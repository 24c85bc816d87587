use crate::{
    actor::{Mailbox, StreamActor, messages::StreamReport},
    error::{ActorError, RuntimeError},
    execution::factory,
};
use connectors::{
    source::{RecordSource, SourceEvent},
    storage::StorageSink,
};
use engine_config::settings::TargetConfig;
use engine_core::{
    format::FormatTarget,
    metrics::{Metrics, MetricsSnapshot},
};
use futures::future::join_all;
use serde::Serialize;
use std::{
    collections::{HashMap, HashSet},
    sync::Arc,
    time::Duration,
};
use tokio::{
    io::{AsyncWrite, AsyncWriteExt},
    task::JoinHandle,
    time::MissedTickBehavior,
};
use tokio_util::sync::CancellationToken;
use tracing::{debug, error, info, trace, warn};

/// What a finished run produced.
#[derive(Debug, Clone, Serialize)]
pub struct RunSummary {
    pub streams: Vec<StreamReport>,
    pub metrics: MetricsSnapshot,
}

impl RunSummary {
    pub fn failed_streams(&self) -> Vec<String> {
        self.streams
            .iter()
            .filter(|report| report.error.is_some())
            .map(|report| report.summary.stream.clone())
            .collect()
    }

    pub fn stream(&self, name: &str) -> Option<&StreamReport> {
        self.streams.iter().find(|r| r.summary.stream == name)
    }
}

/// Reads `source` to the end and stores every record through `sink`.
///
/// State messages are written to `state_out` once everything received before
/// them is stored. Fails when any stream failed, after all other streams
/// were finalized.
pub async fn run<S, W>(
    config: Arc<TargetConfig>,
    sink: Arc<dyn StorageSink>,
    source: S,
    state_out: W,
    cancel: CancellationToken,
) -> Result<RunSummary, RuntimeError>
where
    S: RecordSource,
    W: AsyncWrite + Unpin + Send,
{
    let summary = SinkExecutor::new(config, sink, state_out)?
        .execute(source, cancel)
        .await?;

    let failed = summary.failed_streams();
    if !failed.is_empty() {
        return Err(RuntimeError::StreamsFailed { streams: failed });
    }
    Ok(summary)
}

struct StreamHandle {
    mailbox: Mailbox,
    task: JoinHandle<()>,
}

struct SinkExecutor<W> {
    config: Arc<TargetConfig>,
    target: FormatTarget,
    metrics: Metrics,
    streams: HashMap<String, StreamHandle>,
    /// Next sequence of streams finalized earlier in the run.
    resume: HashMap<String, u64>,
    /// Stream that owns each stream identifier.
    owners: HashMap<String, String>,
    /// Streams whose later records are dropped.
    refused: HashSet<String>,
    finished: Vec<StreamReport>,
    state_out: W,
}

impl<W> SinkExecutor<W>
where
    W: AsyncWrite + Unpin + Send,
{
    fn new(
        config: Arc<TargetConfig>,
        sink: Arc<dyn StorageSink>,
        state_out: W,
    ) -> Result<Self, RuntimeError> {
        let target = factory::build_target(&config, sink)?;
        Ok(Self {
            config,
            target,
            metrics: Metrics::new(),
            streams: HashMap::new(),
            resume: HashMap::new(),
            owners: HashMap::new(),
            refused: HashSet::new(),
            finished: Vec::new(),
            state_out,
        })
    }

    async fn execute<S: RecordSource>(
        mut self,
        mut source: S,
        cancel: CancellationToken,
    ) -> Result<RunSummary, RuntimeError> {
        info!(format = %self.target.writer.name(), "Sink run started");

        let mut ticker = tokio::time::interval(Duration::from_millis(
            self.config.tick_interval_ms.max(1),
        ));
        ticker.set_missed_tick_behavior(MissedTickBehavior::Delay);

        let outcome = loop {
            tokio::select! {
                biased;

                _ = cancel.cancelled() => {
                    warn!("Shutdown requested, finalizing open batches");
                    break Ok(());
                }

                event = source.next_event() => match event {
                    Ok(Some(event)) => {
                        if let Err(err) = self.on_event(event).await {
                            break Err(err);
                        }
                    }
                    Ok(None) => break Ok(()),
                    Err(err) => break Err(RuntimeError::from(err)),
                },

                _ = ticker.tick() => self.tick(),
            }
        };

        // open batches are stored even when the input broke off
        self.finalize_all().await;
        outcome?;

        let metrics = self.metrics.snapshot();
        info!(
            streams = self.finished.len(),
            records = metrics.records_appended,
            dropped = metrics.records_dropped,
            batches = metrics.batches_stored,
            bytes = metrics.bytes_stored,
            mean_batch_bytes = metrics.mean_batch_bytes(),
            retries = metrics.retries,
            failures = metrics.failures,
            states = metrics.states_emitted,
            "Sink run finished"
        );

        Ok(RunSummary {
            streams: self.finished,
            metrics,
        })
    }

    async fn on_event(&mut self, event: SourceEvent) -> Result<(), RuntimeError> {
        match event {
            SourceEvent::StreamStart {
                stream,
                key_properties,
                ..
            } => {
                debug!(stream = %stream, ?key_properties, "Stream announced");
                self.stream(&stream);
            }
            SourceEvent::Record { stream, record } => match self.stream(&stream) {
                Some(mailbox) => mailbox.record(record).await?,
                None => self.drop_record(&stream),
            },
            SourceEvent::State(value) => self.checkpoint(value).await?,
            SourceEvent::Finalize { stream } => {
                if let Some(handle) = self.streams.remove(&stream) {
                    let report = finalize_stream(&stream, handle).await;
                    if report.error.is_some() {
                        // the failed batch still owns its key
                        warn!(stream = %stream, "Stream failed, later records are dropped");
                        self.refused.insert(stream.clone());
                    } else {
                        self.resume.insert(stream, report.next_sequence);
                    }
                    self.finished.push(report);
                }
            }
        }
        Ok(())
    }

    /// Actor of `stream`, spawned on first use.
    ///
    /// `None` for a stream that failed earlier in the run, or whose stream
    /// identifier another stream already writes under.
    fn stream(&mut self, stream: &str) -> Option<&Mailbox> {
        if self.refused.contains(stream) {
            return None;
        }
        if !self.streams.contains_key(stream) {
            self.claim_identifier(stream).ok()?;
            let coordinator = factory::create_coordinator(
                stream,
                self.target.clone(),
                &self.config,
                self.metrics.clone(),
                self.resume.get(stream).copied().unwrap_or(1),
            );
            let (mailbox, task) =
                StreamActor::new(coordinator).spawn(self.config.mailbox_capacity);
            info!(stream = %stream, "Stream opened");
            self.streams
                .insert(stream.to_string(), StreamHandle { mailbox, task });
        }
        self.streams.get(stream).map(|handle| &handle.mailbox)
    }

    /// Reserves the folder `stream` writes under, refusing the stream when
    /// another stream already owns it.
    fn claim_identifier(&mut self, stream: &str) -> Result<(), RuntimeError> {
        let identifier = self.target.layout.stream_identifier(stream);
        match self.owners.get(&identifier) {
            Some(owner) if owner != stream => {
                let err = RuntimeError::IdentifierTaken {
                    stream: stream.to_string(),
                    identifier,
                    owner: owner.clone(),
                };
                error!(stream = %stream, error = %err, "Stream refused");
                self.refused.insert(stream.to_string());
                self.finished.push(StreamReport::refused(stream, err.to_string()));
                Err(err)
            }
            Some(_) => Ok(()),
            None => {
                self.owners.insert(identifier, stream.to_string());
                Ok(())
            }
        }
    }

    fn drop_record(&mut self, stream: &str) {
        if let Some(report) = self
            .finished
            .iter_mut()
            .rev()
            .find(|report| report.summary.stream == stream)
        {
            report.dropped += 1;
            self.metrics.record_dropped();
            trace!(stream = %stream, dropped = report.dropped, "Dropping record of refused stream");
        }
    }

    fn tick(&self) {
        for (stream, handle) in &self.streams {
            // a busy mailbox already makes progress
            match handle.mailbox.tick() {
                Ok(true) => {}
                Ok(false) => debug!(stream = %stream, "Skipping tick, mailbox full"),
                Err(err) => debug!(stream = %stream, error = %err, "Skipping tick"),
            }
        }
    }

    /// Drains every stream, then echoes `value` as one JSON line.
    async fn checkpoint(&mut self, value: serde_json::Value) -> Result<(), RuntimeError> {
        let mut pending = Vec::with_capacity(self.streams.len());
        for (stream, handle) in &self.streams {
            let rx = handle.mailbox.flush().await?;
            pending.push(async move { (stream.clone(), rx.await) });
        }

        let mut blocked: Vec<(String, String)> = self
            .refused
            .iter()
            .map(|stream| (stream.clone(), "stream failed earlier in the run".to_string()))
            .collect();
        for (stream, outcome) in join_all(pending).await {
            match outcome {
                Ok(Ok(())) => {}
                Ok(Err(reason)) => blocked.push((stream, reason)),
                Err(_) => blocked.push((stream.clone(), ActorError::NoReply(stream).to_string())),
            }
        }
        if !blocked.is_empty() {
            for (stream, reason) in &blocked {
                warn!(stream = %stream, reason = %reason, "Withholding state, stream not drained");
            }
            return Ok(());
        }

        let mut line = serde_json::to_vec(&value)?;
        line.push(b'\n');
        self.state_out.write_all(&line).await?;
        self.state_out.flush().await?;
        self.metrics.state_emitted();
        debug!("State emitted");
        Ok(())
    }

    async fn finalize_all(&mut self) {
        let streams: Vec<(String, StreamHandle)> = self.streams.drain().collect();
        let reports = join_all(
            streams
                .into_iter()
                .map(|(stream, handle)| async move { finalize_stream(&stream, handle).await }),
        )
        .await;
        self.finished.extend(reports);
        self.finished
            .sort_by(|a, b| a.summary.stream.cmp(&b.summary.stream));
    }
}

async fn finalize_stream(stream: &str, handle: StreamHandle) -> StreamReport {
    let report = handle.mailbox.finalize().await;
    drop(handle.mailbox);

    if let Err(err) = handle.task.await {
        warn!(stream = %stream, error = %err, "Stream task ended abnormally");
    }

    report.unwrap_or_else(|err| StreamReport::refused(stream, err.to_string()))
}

********************

Nothing but lines that contain "FormatTarget" should appear in the answer. Copy each from the records.

    format::FormatTarget,
    target: FormatTarget,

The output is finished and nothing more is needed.